Los presentes lo miraban con ojos furtivos, muchos de ellos pensando con tristeza en la princesa Isabel.

Sus servidores ayudaron a acostarse a don Pedro, que muy bebido y vencido por el sueño se jactaba incoherentemente de la clase de hombre que era y de cómo sometería a su casta y regia novia.

Durante la noche se despertó, sobresaltado. Tenía el cuerpo cubierto de sudor frío y se dio cuenta de que lo que lo había despertado era un dolor súbito.

Debatiéndose en su cama, llamó a gritos a los sirvientes.

Cuando Andrés de Cabrera llegó a las habitaciones de Isabel fue recibido por su mujer. Preguntó por la infanta.

-Está recostada -respondió Beatriz- y cada vez más ausente. -Entonces no sabe la noticia. Seré yo el primero en dársela. Beatriz aferró del brazo a su marido con los ojos dilatados. -¿Qué noticia?

-Dadme la daga, que ya no la necesitaréis -continuó él. -¿Queréis decir...?

-Que hace cuatro días, en Villarrubia, cayó enfermo, y ahora acaban de confirmarme la noticia de su muerte, que muy pronto se sabrá en todo Madrid.

-¡Andrés! -exclamó Beatriz, en cuyos ojos había una mirada interrogante.

-Baste con decir que no será necesario que echéis mano de vuestra daga -explicó él.

Beatriz se tambaleó un poco y durante unos segundos su marido la creyó a punto de desmayarse, debilitada por el exceso de emociones.

Sin embargo, pronto se recuperó. Volvió a mirarlo y en sus ojos se leían orgullo y gratitud y un infinito amor por él.

-Es un acto de Dios -exclamó.

-Podemos considerarlo así -respondió Andrés.

Beatriz le tomó la mano para besársela, y después, riendo, corrió al dormitorio de Isabel.

Se detuvo junto al lecho, mirando a su señora. Junto a ella estaba Andrés.

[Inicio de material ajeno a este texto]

use crate::config::DetectorParams;
use crate::image::{ImageTransforms, LetterboxParams};
use crate::models::labels::class_name;
use crate::models::{build_session, io_names, ModelKind, ObjectDetector};
use crate::utils::error::InferenceError;
use crate::{Config, Result};
use image::RgbImage;
use ndarray::ArrayViewD;
use ort::{inputs, session::Session, value::Tensor};
use parking_lot::Mutex;
use serde::Serialize;
use std::sync::Arc;

/// 单个检测框
#[derive(Debug, Clone, PartialEq, Serialize)]
pub struct Detection {
    pub class_id: usize,
    pub class_name: String,
    pub confidence: f32,
    /// [x1, y1, x2, y2]，原图像素坐标
    pub bbox: [f32; 4],
}

pub struct Detector {
    session: Arc<Mutex<Session>>,
    input_name: String,
    output_name: String,
    params: DetectorParams,
}

impl Detector {
    pub fn new(config: &Config) -> Result<Self> {
        let model_path = config.detector_model_path();
        let session = build_session(&model_path, &config.onnx_config, ModelKind::Detector)?;
        let (input_name, output_name) = io_names(&session, ModelKind::Detector)?;

        Ok(Self {
            session: Arc::new(Mutex::new(session)),
            input_name,
            output_name,
            params: config.detector_params.clone(),
        })
    }
}

impl ObjectDetector for Detector {
    fn detect(&self, image: &RgbImage) -> Result<Vec<Detection>> {
        let (input, letterbox) = ImageTransforms::letterbox(image, self.params.input_size)?;
        let input_tensor = Tensor::from_array(input)?;

        let prediction = {
            let mut session = self.session.lock();
            let outputs = session.run(inputs![self.input_name.as_str() => input_tensor])?;

            match outputs.get(&self.output_name) {
                Some(output) => output.try_extract_array::<f32>()?.into_owned(),
                None => {
                    let available_outputs: Vec<String> =
                        outputs.keys().map(|s| s.to_string()).collect();
                    return Err(InferenceError::Inference(format!(
                        "Detector output '{}' not found. Available outputs: {:?}",
                        self.output_name, available_outputs
                    )));
                }
            }
        };

        let detections = decode_predictions(&prediction.view(), &letterbox, &self.params)?;
        tracing::debug!(
            "Detector returned {} boxes for {}x{} image",
            detections.len(),
            letterbox.orig_w,
            letterbox.orig_h
        );

        Ok(detections)
    }
}

/// 解码 YOLOv8 风格输出：[1, 4 + nc, anchors] 或 [1, anchors, 4 + nc]
///
/// 每个 anchor 取最高类别分数，过滤低置信度后按类别做 NMS，
/// 结果按置信度降序排列，坐标映射回原图。
pub fn decode_predictions(
    prediction: &ArrayViewD<f32>,
    letterbox: &LetterboxParams,
    params: &DetectorParams,
) -> Result<Vec<Detection>> {
    let shape = prediction.shape();
    if shape.len() != 3 || shape[0] != 1 {
        return Err(InferenceError::Inference(format!(
            "Unsupported detector output shape: {:?}. Expected (1, features, anchors)",
            shape
        )));
    }

    if shape.iter().any(|&dim| dim == 0) {
        return Ok(Vec::new());
    }

    // 特征维（4 + nc）总是小于 anchor 数
    let features_first = shape[1] <= shape[2];
    let (num_features, num_anchors) = if features_first {
        (shape[1], shape[2])
    } else {
        (shape[2], shape[1])
    };

    if num_features < 5 {
        return Err(InferenceError::Inference(format!(
            "Detector output has too few features: {}",
            num_features
        )));
    }

    let value = |anchor: usize, feature: usize| -> f32 {
        if features_first {
            prediction[[0, feature, anchor]]
        } else {
            prediction[[0, anchor, feature]]
        }
    };

    let mut candidates = Vec::new();
    for anchor in 0..num_anchors {
        let (class_id, score) = (4..num_features)
            .map(|f| (f - 4, value(anchor, f)))
            .fold((0usize, f32::NEG_INFINITY), |best, (idx, score)| {
                if score > best.1 {
                    (idx, score)
                } else {
                    best
                }
            });

        if !score.is_finite() || score <= params.conf_threshold {
            continue;
        }

        let (cx, cy, w, h) = (
            value(anchor, 0),
            value(anchor, 1),
            value(anchor, 2),
            value(anchor, 3),
        );
        if !(cx.is_finite() && cy.is_finite() && w.is_finite() && h.is_finite()) || w <= 0.0 || h <= 0.0 {
            continue;
        }

        candidates.push(Candidate {
            class_id,
            confidence: score,
            bbox: [cx - w / 2.0, cy - h / 2.0, cx + w / 2.0, cy + h / 2.0],
        });
    }

    let candidates_before_nms = candidates.len();
    let kept = non_max_suppression(candidates, params.iou_threshold, params.max_detections);
    tracing::debug!(
        "Detector decode: anchors={}, candidates={}, kept={}",
        num_anchors,
        candidates_before_nms,
        kept.len()
    );

    Ok(kept
        .into_iter()
        .map(|c| Detection {
            class_id: c.class_id,
            class_name: class_name(c.class_id),
            confidence: c.confidence,
            bbox: letterbox.to_original(c.bbox),
        })
        .collect())
}

#[derive(Debug, Clone, Copy)]
struct Candidate {
    class_id: usize,
    confidence: f32,
    bbox: [f32; 4],
}

fn iou(a: &[f32; 4], b: &[f32; 4]) -> f32 {
    let inter_w = (a[2].min(b[2]) - a[0].max(b[0])).max(0.0);
    let inter_h = (a[3].min(b[3]) - a[1].max(b[1])).max(0.0);
    let inter = inter_w * inter_h;

    let area_a = (a[2] - a[0]) * (a[3] - a[1]);
    let area_b = (b[2] - b[0]) * (b[3] - b[1]);
    let union = area_a + area_b - inter;

    if union > f32::EPSILON {
        inter / union
    } else {
        0.0
    }
}

/// 按类别的贪心 NMS，不同类别的框互不抑制
fn non_max_suppression(mut candidates: Vec<Candidate>, iou_threshold: f32, max_detections: usize) -> Vec<Candidate> {
    candidates.sort_by(|a, b| b.confidence.total_cmp(&a.confidence));

    let mut suppressed = vec![false; candidates.len()];
    let mut kept = Vec::new();

    for i in 0..candidates.len() {
        if suppressed[i] {
            continue;
        }
        kept.push(candidates[i]);
        if kept.len() >= max_detections {
            break;
        }

        for j in (i + 1)..candidates.len() {
            if suppressed[j] || candidates[j].class_id != candidates[i].class_id {
                continue;
            }
            if iou(&candidates[i].bbox, &candidates[j].bbox) > iou_threshold {
                suppressed[j] = true;
            }
        }
    }

    kept
}

#[cfg(test)]
mod tests {
    use super::*;
    use ndarray::Array3;

    const NUM_CLASSES: usize = 80;
    const NUM_ANCHORS: usize = 100;

    fn identity_letterbox() -> LetterboxParams {
        LetterboxParams {
            scale: 1.0,
            pad_x: 0.0,
            pad_y: 0.0,
            orig_w: 640,
            orig_h: 640,
        }
    }

    /// 构造 [1, 84, 100] 输出；每个 anchor 为 (cx, cy, w, h, class_id, score)，其余 anchor 全零
    fn output(anchors: &[(f32, f32, f32, f32, usize, f32)]) -> Array3<f32> {
        let mut out = Array3::<f32>::zeros((1, 4 + NUM_CLASSES, NUM_ANCHORS));
        for (i, &(cx, cy, w, h, class_id, score)) in anchors.iter().enumerate() {
            out[[0, 0, i]] = cx;
            out[[0, 1, i]] = cy;
            out[[0, 2, i]] = w;
            out[[0, 3, i]] = h;
            out[[0, 4 + class_id, i]] = score;
        }
        out
    }

    fn names(detections: &[Detection]) -> Vec<&str> {
        detections.iter().map(|d| d.class_name.as_str()).collect()
    }

    #[test]
    fn empty_output_yields_no_detections() {
        let out = output(&[]);
        let detections =
            decode_predictions(&out.view().into_dyn(), &identity_letterbox(), &DetectorParams::default())
                .unwrap();
        assert!(detections.is_empty());
    }

    #[test]
    fn low_confidence_anchors_are_dropped() {
        let out = output(&[(100.0, 100.0, 50.0, 50.0, 2, 0.1), (300.0, 300.0, 40.0, 40.0, 0, 0.9)]);
        let detections =
            decode_predictions(&out.view().into_dyn(), &identity_letterbox(), &DetectorParams::default())
                .unwrap();
        assert_eq!(names(&detections), vec!["person"]);
        assert_eq!(detections[0].bbox, [280.0, 280.0, 320.0, 320.0]);
    }

    #[test]
    fn score_equal_to_threshold_is_dropped() {
        let params = DetectorParams::default();
        let out = output(&[
            (100.0, 100.0, 50.0, 50.0, 2, params.conf_threshold),
            (300.0, 300.0, 40.0, 40.0, 1, params.conf_threshold + 0.01),
        ]);
        let detections =
            decode_predictions(&out.view().into_dyn(), &identity_letterbox(), &params).unwrap();
        assert_eq!(names(&detections), vec!["bicycle"]);
    }

    #[test]
    fn same_class_overlaps_are_suppressed() {
        let out = output(&[
            (100.0, 100.0, 50.0, 50.0, 2, 0.8),
            (102.0, 101.0, 50.0, 50.0, 2, 0.9),
        ]);
        let detections =
            decode_predictions(&out.view().into_dyn(), &identity_letterbox(), &DetectorParams::default())
                .unwrap();
        assert_eq!(detections.len(), 1);
        assert_eq!(detections[0].confidence, 0.9);
    }

    #[test]
    fn different_class_overlaps_are_kept_in_confidence_order() {
        let out = output(&[
            (100.0, 100.0, 50.0, 50.0, 0, 0.6),
            (100.0, 100.0, 50.0, 50.0, 1, 0.95),
            (400.0, 400.0, 80.0, 60.0, 2, 0.7),
        ]);
        let detections =
            decode_predictions(&out.view().into_dyn(), &identity_letterbox(), &DetectorParams::default())
                .unwrap();
        assert_eq!(names(&detections), vec!["bicycle", "car", "person"]);
    }

    #[test]
    fn transposed_layout_is_supported() {
        let out = output(&[(100.0, 100.0, 50.0, 50.0, 7, 0.9)]);
        let mut transposed = Array3::<f32>::zeros((1, NUM_ANCHORS, 4 + NUM_CLASSES));
        for f in 0..(4 + NUM_CLASSES) {
            transposed[[0, 0, f]] = out[[0, f, 0]];
        }
        let detections = decode_predictions(
            &transposed.view().into_dyn(),
            &identity_letterbox(),
            &DetectorParams::default(),
        )
        .unwrap();
        assert_eq!(names(&detections), vec!["truck"]);
    }

    #[test]
    fn max_detections_caps_output() {
        let anchors: Vec<_> = (0..10)
            .map(|i| (20.0 + 60.0 * i as f32, 50.0, 40.0, 40.0, 2, 0.5 + i as f32 * 0.01))
            .collect();
        let out = output(&anchors);
        let params = DetectorParams {
            max_detections: 3,
            ..DetectorParams::default()
        };
        let detections =
            decode_predictions(&out.view().into_dyn(), &identity_letterbox(), &params).unwrap();
        assert_eq!(detections.len(), 3);
        assert!(detections.windows(2).all(|w| w[0].confidence >= w[1].confidence));
    }

    #[test]
    fn boxes_are_mapped_back_through_letterbox() {
        let letterbox = LetterboxParams {
            scale: 0.5,
            pad_x: 0.0,
            pad_y: 160.0,
            orig_w: 1280,
            orig_h: 640,
        };
        let out = output(&[(200.0, 300.0, 100.0, 100.0, 5, 0.9)]);
        let detections =
            decode_predictions(&out.view().into_dyn(), &letterbox, &DetectorParams::default()).unwrap();
        assert_eq!(detections[0].class_name, "bus");
        assert_eq!(detections[0].bbox, [300.0, 180.0, 500.0, 380.0]);
    }

    #[test]
    fn zero_anchor_output_is_empty() {
        let out = Array3::<f32>::zeros((1, 4 + NUM_CLASSES, 0));
        let detections =
            decode_predictions(&out.view().into_dyn(), &identity_letterbox(), &DetectorParams::default())
                .unwrap();
        assert!(detections.is_empty());
    }

    #[test]
    fn rejects_unexpected_shapes() {
        let out = ndarray::Array2::<f32>::zeros((84, 10));
        assert!(decode_predictions(
            &out.view().into_dyn(),
            &identity_letterbox(),
            &DetectorParams::default()
        )
        .is_err());
    }

    #[test]
    fn iou_of_disjoint_boxes_is_zero() {
        assert_eq!(iou(&[0.0, 0.0, 1.0, 1.0], &[2.0, 2.0, 3.0, 3.0]), 0.0);
        assert!((iou(&[0.0, 0.0, 2.0, 2.0], &[1.0, 0.0, 3.0, 2.0]) - 1.0 / 3.0).abs() < 1e-6);
    }
}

-¡Una gran noticia! -gritó Beatriz-. La mejor que pudierais esperar: no habrá matrimonio. Nuestras plegarias han sido escuchadas y el novio ha muerto.

Isabel se sentó en la cama, mirando alternativamente a sus dos amigos.

-¡Muerto! ¿Es posible? Pero... ¿cómo?

-En Villarrubia -explicó Beatriz-, donde enfermó hace cuatro días. Ya os dije, recordad, que nuestras oraciones serían escuchadas. Querida Isabel, ya veis que hemos temido algo que no podía suceder.

-No puedo creerlo -susurraba Isabel-. Es un milagro. Era tan fuerte que parece imposible que pudiera... morirse. Y me decís que enfermó. ¿De qué...? Y... ¿cómo?

-Digamos que fue obra de Dios -respondió Beatriz-. Es la mejor manera de considerarlo. Orábamos pidiendo un milagro, princesa, y nuestras plegarias han sido atendidas.

Isabel se levantó de la cama para ir hacia su reclinatorio.

De rodillas, dio las gracias por su liberación; tras ella, de pie, permanecieron Beatriz y Andrés.

ALFONSO EN CARDEÑOSA

El arzobispo de Toledo y su sobrino el marqués de Vi-llena se habían encerrado, decíase, para llorar juntos la muerte de don Pedro Girón.

Pero la emoción principal de esos dos ambiciosos no era el dolor, sino la cólera.

-Hay espías entre nosotros -clamaba el arzobispo-. Y algo peor que espías... ¡asesinos!

-Es deplorable -asintió sarcásticamente Villena- que también ellos tengan espías y asesinos y además, que sean tan eficaces como los nuestros.